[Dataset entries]
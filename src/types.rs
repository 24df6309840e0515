use serde::{Deserialize, Deserializer, Serialize};

/// One hit from one source, as returned by `/api/search`.
#[derive(Debug, Clone, PartialEq, Eq, Serialize, Deserialize)]
pub struct MatchRecord {
    pub id: String,
    pub title: String,
    #[serde(default, deserialize_with = "empty_as_none", skip_serializing_if = "Option::is_none")]
    pub year: Option<String>,
    #[serde(default)]
    pub poster: String,
    pub source: String,
    #[serde(default)]
    pub source_name: String,
    #[serde(default)]
    pub episodes: Vec<String>,
    #[serde(default, skip_serializing_if = "Option::is_none")]
    pub douban_id: Option<u64>,
}

impl MatchRecord {
    pub fn kind(&self) -> MediaKind { MediaKind::from_episode_count(self.episodes.len()) }
    pub fn year_or_unknown(&self) -> &str { self.year.as_deref().unwrap_or(UNKNOWN_YEAR) }
}

pub const UNKNOWN_YEAR: &str = "unknown";

#[derive(Debug, Clone, Copy, PartialEq, Eq, Hash, Serialize, Deserialize)]
#[serde(rename_all = "lowercase")]
pub enum MediaKind {
    Movie,
    Series,
}

impl MediaKind {
    pub fn from_episode_count(n: usize) -> Self {
        if n == 1 { MediaKind::Movie } else { MediaKind::Series }
    }
    pub fn as_str(&self) -> &'static str {
        match self {
            MediaKind::Movie => "movie",
            MediaKind::Series => "series",
        }
    }
}

#[derive(Debug, Deserialize)]
pub(crate) struct SearchResponse {
    #[serde(default)]
    pub results: Vec<MatchRecord>,
}

/// Payload stored for a favorited title.
#[derive(Debug, Clone, PartialEq, Eq, Serialize, Deserialize)]
pub struct FavoritePayload {
    pub title: String,
    pub source_name: String,
    pub year: String,
    pub cover: String,
    pub total_episodes: u32,
    /// Epoch milliseconds.
    pub save_time: i64,
}

/// Playback position for one title on one source.
#[derive(Debug, Clone, PartialEq, Eq, Serialize, Deserialize)]
pub struct PlayRecordPayload {
    pub title: String,
    pub source_name: String,
    pub year: String,
    pub cover: String,
    /// 1-based episode currently being watched.
    pub index: u32,
    pub total_episodes: u32,
    /// Seconds into the episode.
    pub play_time: i64,
    pub total_time: i64,
    pub save_time: i64,
}

/// A ledger row together with its `(source, id)` key.
#[derive(Debug, Clone, PartialEq, Eq, Serialize, Deserialize)]
pub struct Keyed<T> {
    pub source: String,
    pub id: String,
    #[serde(flatten)]
    pub payload: T,
}

fn empty_as_none<'de, D: Deserializer<'de>>(d: D) -> Result<Option<String>, D::Error> {
    let v: Option<String> = Option::deserialize(d)?;
    Ok(v.map(|s| s.trim().to_string()).filter(|s| !s.is_empty()))
}

#[cfg(test)]
mod tests {
    use super::*;

    #[test]
    fn kind_follows_episode_count() {
        assert_eq!(MediaKind::from_episode_count(1), MediaKind::Movie);
        assert_eq!(MediaKind::from_episode_count(0), MediaKind::Series);
        assert_eq!(MediaKind::from_episode_count(12), MediaKind::Series);
    }

    #[test]
    fn search_json_maps_empty_year_to_none() {
        let json = r#"{"results":[
            {"id":"1","title":"Dune","year":"","poster":"p","source":"a",
             "source_name":"A","episodes":["e1"]},
            {"id":"2","title":"Dune","year":"2021","poster":"p","source":"b",
             "source_name":"B","episodes":["e1"],"douban_id":3}
        ]}"#;
        let resp: SearchResponse = serde_json::from_str(json).unwrap();
        assert_eq!(resp.results[0].year, None);
        assert_eq!(resp.results[0].year_or_unknown(), "unknown");
        assert_eq!(resp.results[1].year.as_deref(), Some("2021"));
        assert_eq!(resp.results[1].douban_id, Some(3));
    }

    #[test]
    fn missing_results_field_is_empty() {
        let resp: SearchResponse = serde_json::from_str("{}").unwrap();
        assert!(resp.results.is_empty());
    }
}
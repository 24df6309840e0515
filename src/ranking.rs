//! Ordering rules shared by the flat and grouped result views.

use std::cmp::Ordering;

use crate::types::MatchRecord;

/// Normalises a user query: trims and collapses inner whitespace runs.
pub fn normalize_query(q: &str) -> String {
    let mut out = String::with_capacity(q.len());
    for word in q.split_whitespace() {
        if !out.is_empty() { out.push(' '); }
        out.push_str(word);
    }
    out
}

/// Titles equal to the trimmed query rank first.
pub fn exact_first(a_title: &str, b_title: &str, query: &str) -> Ordering {
    let q = query.trim();
    let (a, b) = (a_title == q, b_title == q);
    b.cmp(&a)
}

/// Sort key for a year string: its leading digits as a number, then the full
/// text. `"2023-2024"` keys as 2023; `"TBA"` has no number.
fn year_key(year: &str) -> (Option<u64>, &str) {
    let digits = year.find(|c: char| !c.is_ascii_digit()).map_or(year, |end| &year[..end]);
    (digits.parse().ok(), year)
}

/// Higher year first. A missing year ranks below every known year, and years
/// without leading digits rank below numeric ones. Every pair is compared by
/// the same key so the order stays total.
pub fn year_desc(a: Option<&str>, b: Option<&str>) -> Ordering {
    match (a, b) {
        (None, None) => Ordering::Equal,
        (Some(_), None) => Ordering::Less,
        (None, Some(_)) => Ordering::Greater,
        (Some(a), Some(b)) => year_key(b).cmp(&year_key(a)),
    }
}

/// Case-insensitive comparison with a code point tie-break, so "alien" and
/// "Alien" sit next to each other but still have a total order.
pub fn locale_cmp(a: &str, b: &str) -> Ordering {
    let folded = a.chars().flat_map(char::to_lowercase).cmp(b.chars().flat_map(char::to_lowercase));
    folded.then_with(|| a.cmp(b))
}

/// Flat-view comparator: exact title match, year descending, title ascending.
pub fn compare_records(a: &MatchRecord, b: &MatchRecord, query: &str) -> Ordering {
    exact_first(&a.title, &b.title, query)
        .then_with(|| year_desc(a.year.as_deref(), b.year.as_deref()))
        .then_with(|| locale_cmp(&a.title, &b.title))
}

/// Sorts a raw result list for the flat view. The sort is stable, so records
/// that compare equal keep the order the server returned them in.
pub fn sort_flat(mut records: Vec<MatchRecord>, query: &str) -> Vec<MatchRecord> {
    records.sort_by(|a, b| compare_records(a, b, query));
    records
}
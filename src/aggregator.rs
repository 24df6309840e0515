use std::collections::HashMap;
use std::hash::Hash;

use serde::Serialize;

use crate::ranking::{exact_first, locale_cmp, year_desc};
use crate::types::{MatchRecord, MediaKind};

/// Identity of "the same title" across sources.
#[derive(Debug, Clone, PartialEq, Eq, Hash, Serialize)]
pub struct GroupKey {
    pub title: String,
    /// Release year, or `"unknown"`.
    pub year: String,
    pub kind: MediaKind,
}

impl GroupKey {
    pub fn of(r: &MatchRecord) -> Self {
        Self { title: r.title.clone(), year: r.year_or_unknown().to_string(), kind: r.kind() }
    }
}

impl std::fmt::Display for GroupKey {
    fn fmt(&self, f: &mut std::fmt::Formatter<'_>) -> std::fmt::Result {
        write!(f, "{}-{}-{}", self.title, self.year, self.kind.as_str())
    }
}

/// Records from several sources considered to be one title. Never empty.
#[derive(Debug, Clone, Serialize)]
pub struct AggregateGroup {
    pub key: GroupKey,
    pub members: Vec<MatchRecord>,
    /// Most frequent non-zero douban id among members.
    pub douban_id: Option<u64>,
    /// Most frequent non-zero episode count among members, 0 if none.
    pub episode_count: usize,
}

impl AggregateGroup {
    fn new(key: GroupKey, members: Vec<MatchRecord>) -> Self {
        let douban_id =
            most_frequent(members.iter().filter_map(|m| m.douban_id).filter(|id| *id != 0));
        let episode_count =
            most_frequent(members.iter().map(|m| m.episodes.len()).filter(|n| *n > 0))
                .unwrap_or(0);
        Self { key, members, douban_id, episode_count }
    }

    /// The first record seen for this title; its id, source and poster
    /// represent the whole group.
    pub fn representative(&self) -> &MatchRecord { &self.members[0] }
    pub fn len(&self) -> usize { self.members.len() }
    pub fn is_empty(&self) -> bool { self.members.is_empty() }
    pub fn source_names(&self) -> Vec<&str> {
        self.members.iter().map(|m| m.source_name.as_str()).collect()
    }
}

/// Groups records by `(title, year, kind)` and orders the groups for display.
///
/// Members keep their input order. Groups whose title equals the trimmed
/// query come first, then newer years, then titles in ascending order.
pub fn aggregate(records: &[MatchRecord], query: &str) -> Vec<AggregateGroup> {
    let mut index: HashMap<GroupKey, usize> = HashMap::new();
    let mut buckets: Vec<(GroupKey, Vec<MatchRecord>)> = Vec::new();
    for r in records {
        let key = GroupKey::of(r);
        match index.get(&key) {
            Some(&i) => buckets[i].1.push(r.clone()),
            None => {
                index.insert(key.clone(), buckets.len());
                buckets.push((key, vec![r.clone()]));
            }
        }
    }

    let mut groups: Vec<AggregateGroup> =
        buckets.into_iter().map(|(k, m)| AggregateGroup::new(k, m)).collect();
    groups.sort_by(|a, b| {
        let (ra, rb) = (a.representative(), b.representative());
        exact_first(&ra.title, &rb.title, query)
            .then_with(|| year_desc(ra.year.as_deref(), rb.year.as_deref()))
            .then_with(|| locale_cmp(&a.key.title, &b.key.title))
            .then_with(|| a.key.to_string().cmp(&b.key.to_string()))
    });
    groups
}

/// Most frequent value; on equal counts the value seen first wins.
fn most_frequent<T: Eq + Hash + Copy>(values: impl Iterator<Item = T>) -> Option<T> {
    let mut order: Vec<T> = Vec::new();
    let mut counts: HashMap<T, usize> = HashMap::new();
    for v in values {
        let c = counts.entry(v).or_insert(0);
        if *c == 0 { order.push(v); }
        *c += 1;
    }
    let mut best: Option<(T, usize)> = None;
    for v in order {
        let c = counts[&v];
        if best.map_or(true, |(_, max)| c > max) { best = Some((v, c)); }
    }
    best.map(|(v, _)| v)
}
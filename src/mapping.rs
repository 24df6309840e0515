use crate::aggregator::AggregateGroup;
use crate::types::{FavoritePayload, MatchRecord, PlayRecordPayload};

fn total_episodes(n: usize) -> u32 { n.max(1) as u32 }

pub fn favorite_from_record(r: &MatchRecord, save_time: i64) -> FavoritePayload {
    FavoritePayload {
        title: r.title.clone(),
        source_name: r.source_name.clone(),
        year: r.year.clone().unwrap_or_default(),
        cover: r.poster.clone(),
        total_episodes: total_episodes(r.episodes.len()),
        save_time,
    }
}

/// Favorite payload for a grouped card: representative fields, but the
/// group's consensus episode count.
pub fn favorite_from_group(g: &AggregateGroup, save_time: i64) -> FavoritePayload {
    let mut f = favorite_from_record(g.representative(), save_time);
    f.total_episodes = total_episodes(g.episode_count);
    f
}

pub fn play_record_from_record(
    r: &MatchRecord,
    index: u32,
    play_time: i64,
    total_time: i64,
    save_time: i64,
) -> PlayRecordPayload {
    PlayRecordPayload {
        title: r.title.clone(),
        source_name: r.source_name.clone(),
        year: r.year.clone().unwrap_or_default(),
        cover: r.poster.clone(),
        index: index.max(1),
        total_episodes: total_episodes(r.episodes.len()),
        play_time,
        total_time,
        save_time,
    }
}

#[cfg(test)]
mod tests {
    use super::*;
    use crate::aggregator::aggregate;

    fn rec(id: &str, eps: usize) -> MatchRecord {
        MatchRecord {
            id: id.into(),
            title: "Heat".into(),
            year: Some("1995".into()),
            poster: "https://img/heat.jpg".into(),
            source: "s".into(),
            source_name: "S".into(),
            episodes: (0..eps).map(|i| i.to_string()).collect(),
            douban_id: None,
        }
    }

    #[test]
    fn favorite_carries_record_fields() {
        let f = favorite_from_record(&rec("1", 0), 42);
        assert_eq!(f.title, "Heat");
        assert_eq!(f.year, "1995");
        assert_eq!(f.cover, "https://img/heat.jpg");
        assert_eq!(f.total_episodes, 1);
        assert_eq!(f.save_time, 42);
    }

    #[test]
    fn group_favorite_uses_consensus_episode_count() {
        let groups = aggregate(&[rec("1", 3), rec("2", 4), rec("3", 4)], "");
        let f = favorite_from_group(&groups[0], 1);
        assert_eq!(f.total_episodes, 4);
    }
}
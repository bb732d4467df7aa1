// SPDX-FileCopyrightText: 2025 Jason Pena <jasonpena@awkless.com>
// SPDX-License-Identifier: MIT


use anyhow::Result;
use jpaconf::{
    config::ProjectManifest,
    path::{manifest_path, resources_dir},
    ApplicationProperties, DependencyRef, ManifestStore,
};
use std::{
    fs::{read_to_string, write},
    path::{Path, PathBuf},
};

pub(crate) struct ProjectFixture {
    root: PathBuf,
}

impl ProjectFixture {
    pub(crate) fn new(
        root: impl AsRef<Path>,
        name: &str,
        dependencies: &[(&str, &str)],
    ) -> Result<Self> {
        let fixture = Self {
            root: root.as_ref().to_path_buf(),
        };

        let mut manifest = ProjectManifest::new(name);
        for (group_id, artifact_id) in dependencies {
            manifest.declare(&DependencyRef::new(*group_id, *artifact_id));
        }
        fixture.write_manifest("", &manifest)?;

        Ok(fixture)
    }

    pub(crate) fn write_manifest(&self, module: &str, manifest: &ProjectManifest) -> Result<()> {
        let path = manifest_path(&self.root, module);
        if let Some(parent) = path.parent().filter(|parent| !parent.as_os_str().is_empty()) {
            mkdirp::mkdirp(parent)?;
        }
        write(path, manifest.to_string())?;

        Ok(())
    }

    pub(crate) fn write_properties(
        &self,
        profile: Option<&str>,
        content: impl AsRef<str>,
    ) -> Result<()> {
        let properties = self.properties("");
        mkdirp::mkdirp(resources_dir(&self.root, ""))?;
        write(properties.path(profile), content.as_ref())?;

        Ok(())
    }

    pub(crate) fn read_properties(&self, profile: Option<&str>) -> Result<String> {
        Ok(read_to_string(self.properties("").path(profile))?)
    }

    pub(crate) fn manifests(&self) -> ManifestStore {
        ManifestStore::new(&self.root)
    }

    pub(crate) fn properties(&self, module: &str) -> ApplicationProperties {
        ApplicationProperties::new(resources_dir(&self.root, module))
    }
}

• [WHAT YOU SHOULD DO]:
Give back, word for word, only the lines above from the line holding "pub fn of(r: &MatchRecord)" to the line holding "fn fmt(&self, f: &mut", both included.

• [WORKED SOLUTION]:
    pub fn of(r: &MatchRecord) -> Self {
        Self { title: r.title.clone(), year: r.year_or_unknown().to_string(), kind: r.kind() }
    }
}

impl std::fmt::Display for GroupKey {
    fn fmt(&self, f: &mut std::fmt::Formatter<'_>) -> std::fmt::Result {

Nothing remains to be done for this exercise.